Investigators recommend more airport security
Federal investigators testifying before Congress on Thursday said that more physical searches of passengers would be needed to reduce the chances that a terrorist can sneak a bomb onto an airplane. But air safety officials resisted the suggestion, saying American passengers dislike intrusive pat-downs.
The investigators smuggled the components of potentially devastating liquid bombs past checkpoints at 19 airports nationwide earlier this year, they testified. In the covert tests, they carried the elements of an improvised explosive device and a firebomb in carry-on luggage or on their bodies.
The investigators suggested in testimony that officials also consider limits on carry-on luggage. But they emphasized that they thought security could be improved with more thorough physical searches.
“With the pat-down procedures now in place, we wouldn’t have been caught,” said John Cooney, one of the Government Accountability Office investigators who carried the bomb components past screeners. “That has to change.”
Kip Hawley, head of the Transportation Security Administration, said that Americans do not like aggressive physical searches and indicated that his agency would pursue technological solutions. He added that the TSA was constantly working on security measures and that Americans could fly with confidence as the busiest travel season of the year approached.
“We know what the vulnerabilities are,” Hawley said, noting that the TSA processes 2 million travelers a day. “It’s not something about which the public should panic.”
Republicans and Democrats expressed concern about air safety standards, and frustration that the TSA seemed to have made little progress since 2006, when GAO investigators slipped bomb parts past checkpoints in all 21 airports they tested.
“The problem is that the news is the same -- it’s not getting better -- and that’s unacceptable,” said Rep. Henry A. Waxman (D-Beverly Hills), chairman of the Government Oversight and Government Reform Committee, which held the hearing.
Waxman called the TSA’s record on screening “embarrassing and dangerous” and warned Hawley that the committee would ask the GAO, the investigative arm of Congress, to conduct a similar test next year. He went on to chastise Hawley for seeming to “pooh-pooh” the results of the GAO investigations.
“You’re on notice,” Waxman said. “I want you to take this one seriously. I didn’t feel you took the first one seriously.”
The hearing, the second in two days to highlight weaknesses in TSA screening procedures, focused on GAO investigations that took place in March, May and June at Waxman’s request. The assignment came after federal authorities instituted new rules for liquids, gels and aerosol items following British authorities’ discovery in August 2006 of an alleged plot to blow up U.S.-bound planes with liquid explosives.
Investigators used public information to make a liquid bomb consisting of a detonator and a liquid explosive. They made a firebomb using two common products.
To absolute silence in the hearing room, the investigators screened video footage showing tests of their homemade bombs. One clip showed the device exploding inside a car -- metal flying, glass shattering, car doors buckling open and a voice, off camera, saying, “Oh!”
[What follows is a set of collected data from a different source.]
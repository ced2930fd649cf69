//! Frame-advance timer for the preview animation.
//!
//! The driver owns at most one repeating timer. It is polled with the current
//! instant by whatever event loop hosts it and reports which frame to show.

use std::time::{Duration, Instant};

pub const MIN_INTERVAL_MS: u64 = 10;
pub const MAX_INTERVAL_MS: u64 = 200;
pub const INTERVAL_STEP_MS: u64 = 10;
pub const DEFAULT_INTERVAL_MS: u64 = 50;

/// Clamp a requested interval into the supported range.
pub fn clamp_interval_ms(ms: u64) -> u64 {
    ms.clamp(MIN_INTERVAL_MS, MAX_INTERVAL_MS)
}

/// Map a speed control position to a frame interval (higher speed, shorter interval).
pub fn interval_for_speed(speed: u64) -> u64 {
    let speed = clamp_interval_ms(speed);
    MIN_INTERVAL_MS + MAX_INTERVAL_MS - speed
}

/// Inverse of [`interval_for_speed`].
pub fn speed_for_interval(interval_ms: u64) -> u64 {
    interval_for_speed(interval_ms)
}

#[derive(Debug, Clone, Copy, PartialEq, Eq)]
struct Timer {
    id: u64,
    due: Instant,
}

/// Playback position and the repeating timer driving it.
#[derive(Debug)]
pub struct AnimationDriver {
    frame_count: usize,
    /// Index shown on the next tick.
    index: usize,
    /// Index currently on screen.
    displayed: usize,
    interval: Duration,
    timer: Option<Timer>,
    next_timer_id: u64,
}

impl AnimationDriver {
    pub fn new(interval_ms: u64) -> Self {
        Self {
            frame_count: 0,
            index: 0,
            displayed: 0,
            interval: Duration::from_millis(clamp_interval_ms(interval_ms)),
            timer: None,
            next_timer_id: 0,
        }
    }

    /// Reset for a freshly loaded sequence of `frame_count` frames.
    pub fn load(&mut self, frame_count: usize) {
        self.cancel_timer();
        self.frame_count = frame_count;
        self.index = 0;
        self.displayed = 0;
    }

    /// Start (or resume) playback from the current index.
    pub fn start(&mut self, now: Instant) {
        self.cancel_timer();
        if self.frame_count == 0 {
            return;
        }
        self.next_timer_id += 1;
        self.timer = Some(Timer {
            id: self.next_timer_id,
            due: now + self.interval,
        });
    }

    /// Stop the timer but keep the playback position.
    pub fn pause(&mut self) {
        self.cancel_timer();
    }

    /// Toggle between playing and paused.
    pub fn toggle(&mut self, now: Instant) {
        if self.is_running() {
            self.pause();
        } else {
            self.start(now);
        }
    }

    /// Stop playback and rewind to the first frame.
    pub fn stop(&mut self) {
        self.cancel_timer();
        self.index = 0;
        self.displayed = 0;
    }

    /// Change the frame interval. A running timer is replaced and keeps its position.
    ///
    /// The replacement never fires later than the timer it replaces, so a burst of
    /// changes (dragging the speed control) cannot hold the animation still.
    pub fn set_interval_ms(&mut self, interval_ms: u64, now: Instant) {
        let interval = Duration::from_millis(clamp_interval_ms(interval_ms));
        if interval == self.interval {
            return;
        }
        self.interval = interval;
        let Some(previous_due) = self.timer.map(|timer| timer.due) else {
            return;
        };
        self.start(now);
        if let Some(timer) = self.timer.as_mut() {
            timer.due = timer.due.min(previous_due);
        }
    }

    /// Fire the timer if it is due. Returns the frame index to display.
    pub fn poll(&mut self, now: Instant) -> Option<usize> {
        let timer = self.timer.as_mut()?;
        if now < timer.due {
            return None;
        }
        timer.due = now + self.interval;
        Some(self.tick())
    }

    /// Show the frame at the current index, then advance with wrap-around.
    pub fn tick(&mut self) -> usize {
        if self.frame_count == 0 {
            return 0;
        }
        if self.index >= self.frame_count {
            self.index = 0;
        }
        self.displayed = self.index;
        self.index = (self.index + 1) % self.frame_count;
        self.displayed
    }

    /// Time left until the next tick, if the timer is live.
    pub fn time_until_next(&self, now: Instant) -> Option<Duration> {
        self.timer.map(|timer| timer.due.saturating_duration_since(now))
    }

    pub fn is_running(&self) -> bool {
        self.timer.is_some()
    }

    pub fn displayed(&self) -> usize {
        self.displayed
    }

    pub fn next_index(&self) -> usize {
        self.index
    }

    pub fn frame_count(&self) -> usize {
        self.frame_count
    }

    pub fn interval(&self) -> Duration {
        self.interval
    }

    /// Identifier of the live timer, if any.
    pub fn timer_id(&self) -> Option<u64> {
        self.timer.map(|timer| timer.id)
    }

    fn cancel_timer(&mut self) {
        self.timer = None;
    }
}

impl Default for AnimationDriver {
    fn default() -> Self {
        Self::new(DEFAULT_INTERVAL_MS)
    }
}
The investigators then designed ways to sneak the components past screeners.
The airports tested were kept classified.
The GAO recommended improvements in personnel, processes and technology; more aggressive pat-downs; and possible restrictions on carry-on luggage.
“Current policies allowing substantial carry-on luggage and related items through TSA checkpoints” increase the risk of a terrorist bringing an improvised explosive device or improvised incendiary device onto a plane, the report said.
Hawley downplayed the tests, arguing first that the components did not get on the plane. “It did get on the plane,” countered Gregory Kutz of the GAO.
Hawley then contended that the components the GAO smuggled were not the ones used in the video footage. The GAO’s Cooney corrected him.
Hawley also noted that GAO investigators did not smuggle a complete bomb past the checkpoint. Cooney, seated beside him, said: “We could simply have gone into the lavatory and constructed it there.”
Hawley urged the congressional panel to see the screeners as just one part of a multilayered security system that includes agents trained to spot suspicious behavior, officers taught to check travel documents for forgeries, and computer pre- screening of passengers. Hawley pointed out the trade-offs the TSA faces: If the agency bans all liquids or limits carry-ons, “it puts more pressure on checked baggage,” he said.
Hawley indicated that his agency was acquiring new checkpoint technology that could provide an effective alternative to aggressive physical searches. He cited machines that provide a full-body image. He also mentioned a planned purchase of a screening machine that can distinguish between banned and acceptable liquids. “It would very significantly add to our risk management,” he said.
David Stone, a former TSA director and former head of security at Los Angeles International Airport, said the GAO probe should be seen as a starting point.
“When you have covert testing scores that show over a long period of time that you can defeat the checkpoint screening system using certain techniques, the question is: What equipment are you going to buy and how are you going to change your training in order to close the documented vulnerability?” Stone said. “Most people would say that you either have a screening technology shortfall or a screener training issue.”